Und Jesus kann es sowieso nicht ertragen, wenn die Reichen und Wohlhabenden einfach über die Not der Armen hinwegsehen. Da kann ER ausgesprochen zornig werden und sein „Wehe Euch“ über ihnen ausrufen. Jesus weiß, aber auch, dass die Not sehr viele Gesichter hat – längst nicht nur das Materielle.
Er weiß, dass manche Last und manche Not die Menschen niederdrücken, ohne dass das die äußeren Umstände zu erkennen geben. Lasten, die auf die Seele drücken, die Menschen traurig oder wütend machen oder abstumpfen lassen. Die zerstrittenen Familien, in denen alter Streit zu gegenseitiger Ablehnung und Hass eskaliert ist. Die einsamen Alten, die unter der kaltherzig berechnenden Art ihrer Kinder leiden.

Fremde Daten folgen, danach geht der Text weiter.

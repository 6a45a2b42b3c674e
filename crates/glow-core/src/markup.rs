//! HTML fragments for the product grid and cart views.
//!
//! Class names here are what the stylesheet targets; keep them stable.
//! Every render is a full rebuild from state.

use crate::store::CartGroup;
use glow_types::{Product, format_price};
use std::fmt::Write as _;
use v_htmlescape::escape;

pub const WISHLIST_ON: &str = "♥";
pub const WISHLIST_OFF: &str = "♡";
pub const EMPTY_CART: &str = "<p>Your cart is empty</p>";

pub fn wishlist_glyph(wishlisted: bool) -> &'static str {
    if wishlisted { WISHLIST_ON } else { WISHLIST_OFF }
}

pub fn product_card(product: &Product, wishlisted: bool, symbol: &str) -> String {
    let name = escape(&product.name);
    let sale = product
        .sale
        .as_deref()
        .map(|label| format!(r#"<div class="sale-badge">{}</div>"#, escape(label)))
        .unwrap_or_default();
    let original = product
        .discounted_from()
        .map(|price| format!("<strike>{}</strike> ", format_price(symbol, price)))
        .unwrap_or_default();
    let class = if product.in_stock {
        "product-card"
    } else {
        "product-card out-of-stock"
    };
    let disabled = if product.in_stock { "" } else { " disabled" };

    format!(
        r#"<article class="{class}">
  {sale}
  <button class="wishlist-btn" data-product="{name}" aria-label="Add {name} to wishlist">{glyph}</button>
  <img class="product-image" src="{image}" alt="{name}" loading="lazy">
  <h3>{name}</h3>
  <p class="desc">{description}</p>
  <p class="price">{original}{price}</p>
  <div class="quantity-selector">
    <button class="qty-btn minus">−</button>
    <input class="qty-input" type="number" value="1" min="1">
    <button class="qty-btn plus">+</button>
  </div>
  <div class="actions">
    <button class="add-cart" data-name="{name}" data-price="{raw_price}"{disabled}>Add to Cart</button>
    <button class="view-details" data-name="{name}">View Details</button>
  </div>
</article>"#,
        glyph = wishlist_glyph(wishlisted),
        image = escape(&product.image),
        description = escape(&product.description),
        price = format_price(symbol, product.price),
        raw_price = product.price,
    )
}

pub fn product_grid<F>(products: &[&Product], is_wishlisted: F, symbol: &str) -> String
where
    F: Fn(&str) -> bool,
{
    products
        .iter()
        .map(|p| product_card(p, is_wishlisted(&p.name), symbol))
        .collect::<Vec<_>>()
        .join("\n")
}

/// Primary cart list: one `li` per product with its unit count.
pub fn cart_items(groups: &[CartGroup]) -> String {
    let mut out = String::new();
    for group in groups {
        let name = escape(&group.name);
        let _ = write!(
            out,
            r#"<li class="cart-item"><span>{name} × {count}</span><button class="remove-item" data-name="{name}">Remove</button></li>"#,
            count = group.count,
        );
    }
    out
}

pub fn cart_total(total: u64, symbol: &str) -> String {
    format!("Total: {}", format_price(symbol, total))
}

pub fn mini_cart(groups: &[CartGroup], total: u64, symbol: &str) -> String {
    if groups.is_empty() {
        return EMPTY_CART.to_owned();
    }
    let mut out = String::from("<h4>Recent Items</h4>");
    for group in groups {
        let _ = write!(
            out,
            r#"<div class="mini-item"><span>{}</span><span>×{}</span></div>"#,
            escape(&group.name),
            group.count,
        );
    }
    let _ = write!(
        out,
        r#"<div style="margin-top:.6rem"><strong>{}</strong></div>"#,
        cart_total(total, symbol)
    );
    out
}

pub fn checkout_items(groups: &[CartGroup], symbol: &str) -> String {
    let mut out = String::new();
    for group in groups {
        let _ = write!(
            out,
            r#"<div class="checkout-item"><strong>{}</strong><span>{} × {} = {}</span></div>"#,
            escape(&group.name),
            format_price(symbol, group.unit_price),
            group.count,
            format_price(symbol, group.subtotal),
        );
    }
    out
}

pub fn benefit_items(product: &Product) -> String {
    product
        .benefits
        .iter()
        .map(|b| format!("<li>{}</li>", escape(b)))
        .collect()
}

Die Kinder, die mit Spielzeug überhäuft und mit teurem Elektronikkram ruhig gestellt werden und niemanden haben, der ihnen wirklich zuhört, weil sich die Eltern nur um sich selber drehen. Die Jugendlichen im „schwierigen Alter“, die nur als störend empfunden werden, wenn sie eigene Wege ausprobieren wollen in der Gemeinde. Die Not hat viele Gesichter und ER sieht sie alle.
ER kennt auch die Menschen mit den seelischen Wunden, die nicht heilen können. ER kennt die, die von einer Schuld geplagt werden. ER weiß um die ideologisch Verführten, die religiös Verkommenen, um alle, denen geistige und seelische Gewalt in welcher Form auch immer angetan wurde.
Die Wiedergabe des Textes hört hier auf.